In one sense, I agree with the Tea Party movement and with conservatives generally. Things are getting unwieldy and too big to mange. So the Tea Party movement and conservatives are, in their own pre-conscious way, perceiving the diminishing returns of complexity. I appreciate that a movement based on decomplexification of the American system is hardly good fodder for bumper sticker manufacturers, but a general realization of this point, of complexity as the illness and economic malaise as merely a symptom, then a more thoughtful discussion on where we go from here might ensue. To extend the metaphor a bit further and apply it too another related issue, the debt is a symptom, not a cause of our decline. The conservative mania over the public debt misses the deeper roots of our predicament. Growth is the end we cannot achieve but our system depends on growth for it's very survival. That is why we borrow. If we did not borrow, we would descend wildly into a depression.

The link above has a chart that tells the story of the U.S. predicament with it's debt. But the blogger holds some of the myths about growth and economic freedom that will purportedly attain that growth. But, the chart says a lot about the longer trend and some of the commentary I am sympathetic to. But anyone who is willing to take back the power ceded to the banks has to be equally willing to accept the reduction of our financial well-being that will go along with it.
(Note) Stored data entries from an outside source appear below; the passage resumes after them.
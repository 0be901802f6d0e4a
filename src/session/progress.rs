//! Overall completion percentage, derived from the cursor

use super::sequencer::{Position, TrainingStep};

/// Completion in percent (0.0..=100.0).
///
/// Each exercise owns an equal slice of the bar; inside an exercise the
/// slice fills linearly with the set index.
pub fn progress_percent(
    step: TrainingStep,
    position: Position,
    total_exercises: usize,
    sets_in_exercise: usize,
) -> f64 {
    match step {
        TrainingStep::Menu => 0.0,
        TrainingStep::Finish => 100.0,
        TrainingStep::Workout | TrainingStep::Interval => {
            if total_exercises == 0 {
                return 0.0;
            }
            let slice = 100.0 / total_exercises as f64;
            let within = if sets_in_exercise == 0 {
                0.0
            } else {
                position.set as f64 / sets_in_exercise as f64
            };
            (position.exercise as f64 * slice + within * slice).clamp(0.0, 100.0)
        }
    }
}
The necessity of taking down and shrinking the financial industry is so that it does not take the taxpayer down with it. Eventually, the "money" will have to be written off. This means deflation. And even if the nation manages to avoid the worst of it it will mean the end of growth. Stagflation may be the best we can hope for. With food and energy prices likely to rise and stay high, high enough at least to kill growth, we could be even faced with an inflationary depression, something probably not deemed possible by economists at the moment.

The acceptance of this outcome could lead to a different set of prescriptions based on more modest expectations and a fuller sense of historical actuality. We are a superpower losing it's grip on the status quo. This is a historical process that will last several decades into the future. We should be wondering about a reasonable place for us to bottom out in a way that does not tear the fabric of society apart.